Age: 23, Hubby is 25

Married? Or length of relationship, single? Married for almost 2 years

Reason(s) for waiting? Want to be in at least a 3 bedroom house first, and we have an 11 month age gap between our sons so would like a bigger gap next time.

Kates1122, My son was only 3 months when i fell pregnant again, work on your hubby and get to it :p! x


----------



## Cassie0454

Living arrangements: Mortgaged 4 bedroom, 2.5 bath, with full basement that is being used as a playroom on 2.5 acres. (Mortgage is very affordable and can be paid for on Hubby's salary alone.)

Age: 25, Hubby is 26

Married?

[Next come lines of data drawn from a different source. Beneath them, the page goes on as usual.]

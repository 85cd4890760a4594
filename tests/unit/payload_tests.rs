/*!
 * Tests for sentence grouping and payload building
 */

use std::collections::HashSet;

use subvocab::enhancement::payload::{
    CandidateRow, GROUP_SIZE, PayloadBuilder, group_by_sentence, interleave, partition_groups,
};

use crate::common;

/// Words of one sentence are spread over groups
#[test]
fn test_build_withTwoSentences_shouldInterleaveIntoGroupsOfThree() {
    let payload = PayloadBuilder::build(&common::abcde_rows());

    let groups: Vec<(i64, Vec<i64>)> = payload
        .request
        .groups
        .iter()
        .map(|g| (g.gid, g.wids.clone()))
        .collect();
    assert_eq!(groups, vec![(1, vec![1, 4, 2]), (2, vec![5, 3])]);
}

#[test]
fn test_build_shouldKeepSentenceOrderAndWordsPerSentence() {
    let payload = PayloadBuilder::build(&common::abcde_rows());

    assert_eq!(payload.sentence_count(), 2);
    assert_eq!(payload.word_count(), 5);
    assert_eq!(payload.request.data[0].id, 10);
    assert_eq!(payload.request.data[0].text, "S1");
    let bases: Vec<&str> = payload.request.data[1]
        .words
        .iter()
        .map(|w| w.base.as_str())
        .collect();
    assert_eq!(bases, vec!["D", "E"]);
}

/// Every word lands in exactly one group
#[test]
fn test_build_withManySentences_shouldCoverEveryWordOnce() {
    let rows = common::generated_rows(7, 4);
    let payload = PayloadBuilder::build(&rows);

    let grouped: Vec<i64> = payload
        .request
        .groups
        .iter()
        .flat_map(|g| g.wids.iter().copied())
        .collect();
    let unique: HashSet<i64> = grouped.iter().copied().collect();

    assert_eq!(grouped.len(), rows.len());
    assert_eq!(unique.len(), rows.len());
    assert!(payload.request.groups.iter().all(|g| g.wids.len() <= GROUP_SIZE));
}

#[test]
fn test_build_shouldResolveSentenceRefsToStoreIds() {
    let payload = PayloadBuilder::build(&common::abcde_rows());

    assert_eq!(payload.resolve_sentence(20), Some(20));
    assert_eq!(payload.resolve_sentence(99), None);
}

#[test]
fn test_build_withNoRows_shouldProduceEmptyRequest() {
    let payload = PayloadBuilder::build(&[]);
    assert!(payload.request.is_empty());
    assert!(payload.request.groups.is_empty());
}

/// A word listed twice is only sent once
#[test]
fn test_groupBySentence_withDuplicateWord_shouldKeepFirst() {
    let mut rows = common::abcde_rows();
    rows.push(CandidateRow::new(2, "B", 10, "S1"));

    let tasks = group_by_sentence(&rows);
    assert_eq!(tasks.len(), 2);
    assert_eq!(tasks[0].words.len(), 3);
}

#[test]
fn test_interleave_withUnevenBuckets_shouldRoundRobin() {
    let merged = interleave(&[vec![1, 2, 3, 4], vec![10], vec![20, 21]]);
    assert_eq!(merged, vec![1, 10, 20, 2, 21, 3, 4]);
}

#[test]
fn test_partitionGroups_shouldNumberFromOne() {
    let groups = partition_groups(&[7, 8, 9, 10]);
    assert_eq!(groups.len(), 2);
    assert_eq!(groups[0].gid, 1);
    assert_eq!(groups[1].gid, 2);
    assert_eq!(groups[1].wids, vec![10]);
}
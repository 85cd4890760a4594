use async_trait::async_trait;
use log::error;
use reqwest::Client;
use serde::{Deserialize, Serialize};
use std::time::Duration;

use super::{map_send_error, map_status_error, CompletionRequest, CompletionResponse, Provider};
use crate::errors::ProviderError;

/// Anthropic client for interacting with Anthropic API
#[derive(Debug)]
pub struct Anthropic {
    /// HTTP client for API requests
    client: Client,
    /// API key for authentication
    api_key: String,
    /// API endpoint URL (optional, defaults to public API)
    endpoint: String,
}

/// Anthropic message request
#[derive(Debug, Serialize)]
pub struct AnthropicRequest {
    /// The model to use
    model: String,

    /// The messages for the conversation
    messages: Vec<AnthropicMessage>,

    /// System prompt to guide the AI
    #[serde(skip_serializing_if = "Option::is_none")]
    system: Option<String>,

    /// Temperature for generation
    temperature: f32,

    /// Maximum number of tokens to generate
    max_tokens: u32,
}

/// Anthropic message format
#[derive(Debug, Serialize, Deserialize)]
pub struct AnthropicMessage {
    /// Role of the message sender (user, assistant)
    pub role: String,

    /// Content of the message
    pub content: String,
}

/// Token usage information
#[derive(Debug, Deserialize)]
pub struct TokenUsage {
    /// Number of input tokens
    pub input_tokens: u64,
    /// Number of output tokens
    pub output_tokens: u64,
}

/// Anthropic response
#[derive(Debug, Deserialize)]
pub struct AnthropicResponse {
    /// The content of the response
    pub content: Vec<AnthropicContent>,
    /// Token usage information
    pub usage: TokenUsage,
}

/// Individual content block in an Anthropic response
#[derive(Debug, Deserialize)]
pub struct AnthropicContent {
    /// The type of content
    #[serde(rename = "type")]
    pub content_type: String,

    /// The actual text content
    #[serde(default)]
    pub text: String,
}

impl AnthropicRequest {
    /// Build the wire request from a provider-neutral one
    pub fn from_completion(request: &CompletionRequest) -> Self {
        // The messages API has no JSON mode; the prompt itself asks for JSON.
        Self {
            model: request.model.clone(),
            messages: vec![AnthropicMessage {
                role: "user".to_string(),
                content: request.prompt.clone(),
            }],
            system: request.system.clone(),
            temperature: request.temperature,
            max_tokens: request.max_tokens,
        }
    }
}

impl Anthropic {
    /// Create a new Anthropic client
    pub fn new(api_key: impl Into<String>, endpoint: impl Into<String>, timeout_secs: u64) -> Self {
        Self {
            client: Client::builder()
                .timeout(Duration::from_secs(timeout_secs))
                .build()
                .unwrap_or_default(),
            api_key: api_key.into(),
            endpoint: endpoint.into(),
        }
    }

    /// Extract text from Anthropic response
    pub fn extract_text_from_response(response: &AnthropicResponse) -> String {
        response
            .content
            .iter()
            .filter(|c| c.content_type == "text")
            .map(|c| c.text.clone())
            .collect()
    }
}

#[async_trait]
impl Provider for Anthropic {
    async fn complete(&self, request: CompletionRequest) -> Result<CompletionResponse, ProviderError> {
        let api_url = if self.endpoint.is_empty() {
            "https://api.anthropic.com/v1/messages".to_string()
        } else {
            format!("{}/v1/messages", self.endpoint.trim_end_matches('/'))
        };

        let response = self
            .client
            .post(&api_url)
            .header("Content-Type", "application/json")
            .header("x-api-key", &self.api_key)
            .header("anthropic-version", "2023-06-01")
            .json(&AnthropicRequest::from_completion(&request))
            .send()
            .await
            .map_err(|e| map_send_error("anthropic", e))?;

        let status = response.status();
        if !status.is_success() {
            let error_text = response
                .text()
                .await
                .unwrap_or_else(|_| "Failed to get error response text".to_string());
            error!("Anthropic API error ({}): {}", status, error_text);
            return Err(map_status_error(status, error_text));
        }

        let anthropic_response = response
            .json::<AnthropicResponse>()
            .await
            .map_err(|e| ProviderError::ParseError(format!("Anthropic response: {}", e)))?;

        Ok(CompletionResponse {
            text: Self::extract_text_from_response(&anthropic_response),
            prompt_tokens: Some(anthropic_response.usage.input_tokens),
            completion_tokens: Some(anthropic_response.usage.output_tokens),
        })
    }

    fn name(&self) -> &str {
        "anthropic"
    }
}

Or length of relationship, single? Married for almost 3 years, together for 5 (According to hubby he has known I was going to be his wife for close to 12 years.)

Reason(s) for waiting? Waiting for me to get a teaching contract after finishing my degree in April. Should know something by August!

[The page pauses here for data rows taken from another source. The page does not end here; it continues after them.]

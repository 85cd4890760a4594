/*!
 * Tests for the retry/validation state machine
 */

use async_trait::async_trait;
use std::sync::Arc;
use std::sync::atomic::{AtomicU32, Ordering};

use subvocab::agent::{AgentSteps, LlmAgentSteps, Node, RetryValidationStateMachine, WordEntryDraft};
use subvocab::errors::{AgentError, GenerationError, ProviderError, ValidationError};
use subvocab::providers::mock::MockProvider;

/// Steps that return canned results and count generate calls
struct CountingSteps {
    words: Vec<String>,
    entries: Vec<WordEntryDraft>,
    succeed_on: Option<u32>,
    fail_extract: bool,
    generate_calls: Arc<AtomicU32>,
}

impl CountingSteps {
    fn new(entries: Vec<WordEntryDraft>) -> Self {
        Self {
            words: vec!["猫".to_string()],
            entries,
            succeed_on: None,
            fail_extract: false,
            generate_calls: Arc::new(AtomicU32::new(0)),
        }
    }

    /// Return empty entries until the given call number
    fn succeeding_on(mut self, call: u32) -> Self {
        self.succeed_on = Some(call);
        self
    }
}

#[async_trait]
impl AgentSteps for CountingSteps {
    async fn extract(&self, _subtitle_raw: &str) -> Result<Vec<String>, GenerationError> {
        if self.fail_extract {
            return Err(GenerationError::Provider(ProviderError::ConnectionError(
                "refused".to_string(),
            )));
        }
        Ok(self.words.clone())
    }

    async fn generate(
        &self,
        _subtitle_raw: &str,
        _words: &[String],
    ) -> Result<Vec<WordEntryDraft>, GenerationError> {
        let call = self.generate_calls.fetch_add(1, Ordering::SeqCst) + 1;
        match self.succeed_on {
            Some(target) if call < target => Ok(Vec::new()),
            _ => Ok(self.entries.clone()),
        }
    }
}

fn card() -> WordEntryDraft {
    WordEntryDraft::new("猫", "cat", "猫が好きです。")
}

#[tokio::test]
async fn test_run_withValidEntries_shouldGenerateOnce() {
    let steps = CountingSteps::new(vec![card()]);
    let calls = steps.generate_calls.clone();

    let state = RetryValidationStateMachine::new(steps).run("猫が好き").await.unwrap();

    assert_eq!(calls.load(Ordering::SeqCst), 1);
    assert_eq!(state.retry_count, 0);
    assert_eq!(state.word_entries, vec![card()]);
    assert_eq!(
        state.visited,
        vec![Node::Extract, Node::Generate, Node::Validate, Node::End]
    );
}

/// Three failed validations end the run after exactly three generations
#[tokio::test]
async fn test_run_withAlwaysInvalidEntries_shouldStopAfterThreeGenerations() {
    let mut incomplete = card();
    incomplete.example = None;
    let steps = CountingSteps::new(vec![incomplete]);
    let calls = steps.generate_calls.clone();

    let result = RetryValidationStateMachine::new(steps).run("猫").await;

    assert_eq!(calls.load(Ordering::SeqCst), 3);
    match result {
        Err(AgentError::RetriesExhausted { retries, last_error }) => {
            assert_eq!(retries, 3);
            assert_eq!(
                last_error,
                ValidationError::MissingField {
                    index: 0,
                    field: "example"
                }
            );
        }
        other => panic!("expected exhausted retries, got {:?}", other),
    }
}

#[tokio::test]
async fn test_run_withRecoveryOnSecondAttempt_shouldSucceed() {
    let steps = CountingSteps::new(vec![card()]).succeeding_on(2);
    let calls = steps.generate_calls.clone();

    let state = RetryValidationStateMachine::new(steps).run("猫").await.unwrap();

    assert_eq!(calls.load(Ordering::SeqCst), 2);
    assert_eq!(state.retry_count, 1);
    assert!(state.error.is_none());
}

#[tokio::test]
async fn test_run_withCustomRetryBudget_shouldHonourIt() {
    let steps = CountingSteps::new(Vec::new());
    let calls = steps.generate_calls.clone();

    let result = RetryValidationStateMachine::new(steps)
        .with_max_retries(5)
        .run("猫")
        .await;

    assert!(matches!(result, Err(AgentError::RetriesExhausted { retries: 5, .. })));
    assert_eq!(calls.load(Ordering::SeqCst), 5);
}

#[tokio::test]
async fn test_run_withExtractFailure_shouldNotGenerate() {
    let mut steps = CountingSteps::new(vec![card()]);
    steps.fail_extract = true;
    let calls = steps.generate_calls.clone();

    let result = RetryValidationStateMachine::new(steps).run("猫").await;

    assert!(matches!(result, Err(AgentError::Extract(_))));
    assert_eq!(calls.load(Ordering::SeqCst), 0);
}

/// Provider faults during generation count as failed validations
#[tokio::test]
async fn test_run_withLlmSteps_andFailingProvider_shouldExhaustRetries() {
    let provider = Arc::new(MockProvider::scripted(vec![
        "猫".to_string(),
        "not json".to_string(),
    ]));
    let steps = LlmAgentSteps::new(provider.clone(), "mock");

    let result = RetryValidationStateMachine::new(steps).run("猫").await;

    match result {
        Err(AgentError::RetriesExhausted { last_error, .. }) => {
            assert!(matches!(last_error, ValidationError::NoEntries { .. }));
        }
        other => panic!("expected exhausted retries, got {:?}", other),
    }
    assert_eq!(provider.request_count(), 4);
}

#[tokio::test]
async fn test_run_withLlmSteps_andValidCards_shouldReturnEntries() {
    let provider = Arc::new(MockProvider::scripted(vec![
        "猫, 犬".to_string(),
        r#"{"entries":[{"word":"猫","meaning":"cat","example":"猫がいる"},{"word":"犬","meaning":"dog","example":"犬がいる"}]}"#.to_string(),
    ]));
    let steps = LlmAgentSteps::new(provider, "mock");

    let state = RetryValidationStateMachine::new(steps).run("猫と犬").await.unwrap();

    assert_eq!(state.selected_words, vec!["猫".to_string(), "犬".to_string()]);
    assert_eq!(state.word_entries.len(), 2);
}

Reason(s) for wanting to TTC? Afraid that due to my medical history time may be running out and we might miss out on the opportunity if we delay much longer, because we have always come up with new and exciting reasons to delay for the past 3 years and my uterus isn't getting any happier.

Proudmummy, if you are in a 3 bedroom house in August I say go for it then, but wait for now.


----------



## Kiki1993

I love these things! :haha:
Living arrangements: We stay at my mums on the weekdays and his at the weekends mostly but are planning on renting once I finish college in June next year :thumbup:
Age: 18 
Married, length of relationship, single?: Engaged and have been together a bit longer than 2 and a half years :)
Reasons for waiting?: Age, Financial stability, College, Living situation, want to be married first etc :dohh:
Reasons for wanting to TTC?: We feel emotionally ready for a baby and we both would love a child together. We both have had practice with children as combined we have nine nieces and nephews under the age of 10 :haha: Also I am training to work with children which gets me even more broody and impatient! :haha:
Advice for Cassie0454: It's good that your waiting until you get a contract so you have stability but I woudn't find another reason to wait after that if you think your medical history might interfere with conceiving! :)


----------



## rainbows_x

Living arrangements: Private renting a 2 bedroom house.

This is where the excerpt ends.